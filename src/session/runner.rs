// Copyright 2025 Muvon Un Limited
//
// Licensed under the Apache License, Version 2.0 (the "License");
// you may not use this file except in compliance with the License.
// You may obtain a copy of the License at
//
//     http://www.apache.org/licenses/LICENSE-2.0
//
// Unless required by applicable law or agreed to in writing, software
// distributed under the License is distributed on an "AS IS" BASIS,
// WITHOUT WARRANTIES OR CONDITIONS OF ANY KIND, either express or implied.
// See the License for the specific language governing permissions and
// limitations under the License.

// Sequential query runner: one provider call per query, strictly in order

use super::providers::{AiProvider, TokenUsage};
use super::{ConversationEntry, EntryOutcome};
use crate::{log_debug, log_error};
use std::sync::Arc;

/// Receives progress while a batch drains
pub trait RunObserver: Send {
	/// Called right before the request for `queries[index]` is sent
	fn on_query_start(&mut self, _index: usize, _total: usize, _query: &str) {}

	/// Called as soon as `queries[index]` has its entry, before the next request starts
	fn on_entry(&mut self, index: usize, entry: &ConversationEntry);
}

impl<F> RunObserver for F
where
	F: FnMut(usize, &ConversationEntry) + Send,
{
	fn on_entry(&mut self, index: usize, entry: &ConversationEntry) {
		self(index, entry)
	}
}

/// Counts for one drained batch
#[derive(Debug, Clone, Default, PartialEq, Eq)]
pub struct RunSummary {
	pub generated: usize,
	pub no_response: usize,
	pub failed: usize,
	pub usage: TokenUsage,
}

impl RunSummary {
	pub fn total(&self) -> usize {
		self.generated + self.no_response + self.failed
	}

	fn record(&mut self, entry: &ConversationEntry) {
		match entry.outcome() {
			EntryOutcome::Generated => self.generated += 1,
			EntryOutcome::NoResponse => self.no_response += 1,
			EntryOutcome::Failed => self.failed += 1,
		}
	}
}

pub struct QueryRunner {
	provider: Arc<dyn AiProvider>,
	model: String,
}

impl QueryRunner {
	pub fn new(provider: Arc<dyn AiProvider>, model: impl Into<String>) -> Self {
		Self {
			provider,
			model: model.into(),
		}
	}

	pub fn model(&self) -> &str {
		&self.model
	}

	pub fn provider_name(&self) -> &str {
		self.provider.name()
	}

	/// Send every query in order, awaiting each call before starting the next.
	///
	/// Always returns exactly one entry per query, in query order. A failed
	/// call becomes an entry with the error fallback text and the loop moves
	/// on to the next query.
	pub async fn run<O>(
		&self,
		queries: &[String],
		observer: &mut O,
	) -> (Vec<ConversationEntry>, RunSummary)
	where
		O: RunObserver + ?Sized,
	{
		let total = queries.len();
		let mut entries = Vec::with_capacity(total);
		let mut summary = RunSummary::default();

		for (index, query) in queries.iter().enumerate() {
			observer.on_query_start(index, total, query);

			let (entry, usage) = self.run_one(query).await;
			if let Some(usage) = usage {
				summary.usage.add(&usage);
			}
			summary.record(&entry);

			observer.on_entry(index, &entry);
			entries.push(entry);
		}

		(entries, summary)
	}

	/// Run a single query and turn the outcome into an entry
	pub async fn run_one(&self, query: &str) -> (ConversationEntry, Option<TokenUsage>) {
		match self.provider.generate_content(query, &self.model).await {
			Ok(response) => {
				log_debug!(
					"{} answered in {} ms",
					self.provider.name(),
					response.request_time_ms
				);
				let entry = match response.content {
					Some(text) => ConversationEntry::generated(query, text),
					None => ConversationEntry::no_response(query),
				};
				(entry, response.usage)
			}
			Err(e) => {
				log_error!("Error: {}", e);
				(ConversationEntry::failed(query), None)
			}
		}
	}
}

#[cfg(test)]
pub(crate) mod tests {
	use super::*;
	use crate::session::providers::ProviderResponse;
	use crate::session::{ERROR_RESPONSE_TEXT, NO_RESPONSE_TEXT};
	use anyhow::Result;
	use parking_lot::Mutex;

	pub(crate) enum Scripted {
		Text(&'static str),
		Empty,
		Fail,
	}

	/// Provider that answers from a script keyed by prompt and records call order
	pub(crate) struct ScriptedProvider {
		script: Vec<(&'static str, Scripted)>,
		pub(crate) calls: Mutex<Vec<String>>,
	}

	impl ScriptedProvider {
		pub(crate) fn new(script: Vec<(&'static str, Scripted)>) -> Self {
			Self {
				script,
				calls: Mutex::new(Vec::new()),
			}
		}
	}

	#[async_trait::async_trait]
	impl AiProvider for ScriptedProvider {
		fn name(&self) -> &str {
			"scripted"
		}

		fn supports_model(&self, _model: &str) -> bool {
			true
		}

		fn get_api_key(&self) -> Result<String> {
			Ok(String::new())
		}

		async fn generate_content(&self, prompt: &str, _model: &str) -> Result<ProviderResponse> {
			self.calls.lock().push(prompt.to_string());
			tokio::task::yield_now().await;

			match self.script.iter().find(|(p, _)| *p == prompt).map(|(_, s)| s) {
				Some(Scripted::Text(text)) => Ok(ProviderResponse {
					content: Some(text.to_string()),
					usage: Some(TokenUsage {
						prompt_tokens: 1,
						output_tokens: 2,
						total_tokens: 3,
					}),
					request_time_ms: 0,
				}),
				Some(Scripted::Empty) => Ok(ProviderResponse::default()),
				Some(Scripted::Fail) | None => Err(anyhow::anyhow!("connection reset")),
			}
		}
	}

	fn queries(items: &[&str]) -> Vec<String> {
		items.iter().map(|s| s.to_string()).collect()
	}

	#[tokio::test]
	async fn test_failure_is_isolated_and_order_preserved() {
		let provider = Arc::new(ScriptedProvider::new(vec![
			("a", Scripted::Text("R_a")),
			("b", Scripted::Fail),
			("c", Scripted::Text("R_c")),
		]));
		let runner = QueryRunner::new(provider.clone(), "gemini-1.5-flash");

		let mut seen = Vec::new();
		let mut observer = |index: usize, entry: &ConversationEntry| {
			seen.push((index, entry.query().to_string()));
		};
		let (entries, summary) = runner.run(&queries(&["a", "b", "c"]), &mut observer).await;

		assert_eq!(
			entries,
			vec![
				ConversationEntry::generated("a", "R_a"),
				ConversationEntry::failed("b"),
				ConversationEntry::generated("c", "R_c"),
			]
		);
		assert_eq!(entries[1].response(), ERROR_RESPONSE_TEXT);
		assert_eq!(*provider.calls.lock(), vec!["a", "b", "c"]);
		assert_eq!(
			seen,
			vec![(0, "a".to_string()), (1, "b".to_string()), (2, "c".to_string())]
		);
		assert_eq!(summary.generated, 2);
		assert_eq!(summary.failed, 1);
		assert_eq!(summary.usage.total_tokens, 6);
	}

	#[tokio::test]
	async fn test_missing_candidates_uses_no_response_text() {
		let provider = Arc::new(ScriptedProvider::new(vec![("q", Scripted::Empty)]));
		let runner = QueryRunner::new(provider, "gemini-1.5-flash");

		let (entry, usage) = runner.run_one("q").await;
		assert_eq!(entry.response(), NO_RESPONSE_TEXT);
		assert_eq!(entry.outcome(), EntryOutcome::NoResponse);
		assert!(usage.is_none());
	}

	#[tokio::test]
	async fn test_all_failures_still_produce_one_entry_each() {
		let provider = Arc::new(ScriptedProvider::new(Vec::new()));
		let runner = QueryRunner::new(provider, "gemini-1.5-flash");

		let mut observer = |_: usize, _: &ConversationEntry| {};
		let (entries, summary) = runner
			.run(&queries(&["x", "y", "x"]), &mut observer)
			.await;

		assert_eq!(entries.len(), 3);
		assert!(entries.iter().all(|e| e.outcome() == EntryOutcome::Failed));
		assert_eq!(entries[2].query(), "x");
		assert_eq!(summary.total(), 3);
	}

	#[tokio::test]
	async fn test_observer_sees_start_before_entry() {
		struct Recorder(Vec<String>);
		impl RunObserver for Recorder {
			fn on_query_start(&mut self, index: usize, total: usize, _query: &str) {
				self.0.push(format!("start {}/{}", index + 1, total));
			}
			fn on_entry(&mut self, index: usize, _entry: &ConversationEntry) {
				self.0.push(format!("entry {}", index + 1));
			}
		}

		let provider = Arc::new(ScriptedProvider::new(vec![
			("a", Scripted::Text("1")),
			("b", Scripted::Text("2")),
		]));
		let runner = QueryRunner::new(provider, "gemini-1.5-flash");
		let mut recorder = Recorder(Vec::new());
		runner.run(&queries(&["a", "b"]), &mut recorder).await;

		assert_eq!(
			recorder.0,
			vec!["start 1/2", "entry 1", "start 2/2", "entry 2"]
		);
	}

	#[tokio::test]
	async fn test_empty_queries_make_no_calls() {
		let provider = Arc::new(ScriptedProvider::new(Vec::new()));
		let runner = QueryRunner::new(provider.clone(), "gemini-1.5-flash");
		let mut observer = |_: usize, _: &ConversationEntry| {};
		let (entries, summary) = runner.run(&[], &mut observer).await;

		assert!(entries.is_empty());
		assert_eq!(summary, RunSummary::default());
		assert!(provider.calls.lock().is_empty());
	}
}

* * *

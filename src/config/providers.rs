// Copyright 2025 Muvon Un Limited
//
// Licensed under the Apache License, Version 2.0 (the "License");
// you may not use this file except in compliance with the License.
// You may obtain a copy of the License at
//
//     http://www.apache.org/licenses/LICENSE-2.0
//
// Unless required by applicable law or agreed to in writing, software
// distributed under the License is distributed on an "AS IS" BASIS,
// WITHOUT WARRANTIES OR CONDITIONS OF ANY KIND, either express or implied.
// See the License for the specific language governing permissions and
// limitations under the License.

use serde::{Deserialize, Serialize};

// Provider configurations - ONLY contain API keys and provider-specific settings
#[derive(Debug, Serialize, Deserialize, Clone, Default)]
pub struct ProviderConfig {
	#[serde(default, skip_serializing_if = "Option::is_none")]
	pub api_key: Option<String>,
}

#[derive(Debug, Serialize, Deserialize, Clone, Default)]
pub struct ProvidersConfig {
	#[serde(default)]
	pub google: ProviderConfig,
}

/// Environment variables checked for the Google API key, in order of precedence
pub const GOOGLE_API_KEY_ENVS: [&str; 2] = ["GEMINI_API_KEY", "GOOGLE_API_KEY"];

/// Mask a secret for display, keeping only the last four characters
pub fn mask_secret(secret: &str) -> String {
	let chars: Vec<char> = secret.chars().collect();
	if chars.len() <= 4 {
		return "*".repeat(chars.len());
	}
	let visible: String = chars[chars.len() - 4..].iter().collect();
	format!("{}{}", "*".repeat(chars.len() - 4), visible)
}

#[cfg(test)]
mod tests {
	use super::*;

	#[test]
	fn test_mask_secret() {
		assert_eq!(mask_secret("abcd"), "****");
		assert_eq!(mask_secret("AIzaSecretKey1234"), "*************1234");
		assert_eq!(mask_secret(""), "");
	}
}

Exercise goal - Each line above that contains the string "EntryOutcome" should be copied.

Task solution -
use super::{ConversationEntry, EntryOutcome};
			EntryOutcome::Generated => self.generated += 1,
			EntryOutcome::NoResponse => self.no_response += 1,
			EntryOutcome::Failed => self.failed += 1,
		assert_eq!(entry.outcome(), EntryOutcome::NoResponse);
		assert!(entries.iter().all(|e| e.outcome() == EntryOutcome::Failed));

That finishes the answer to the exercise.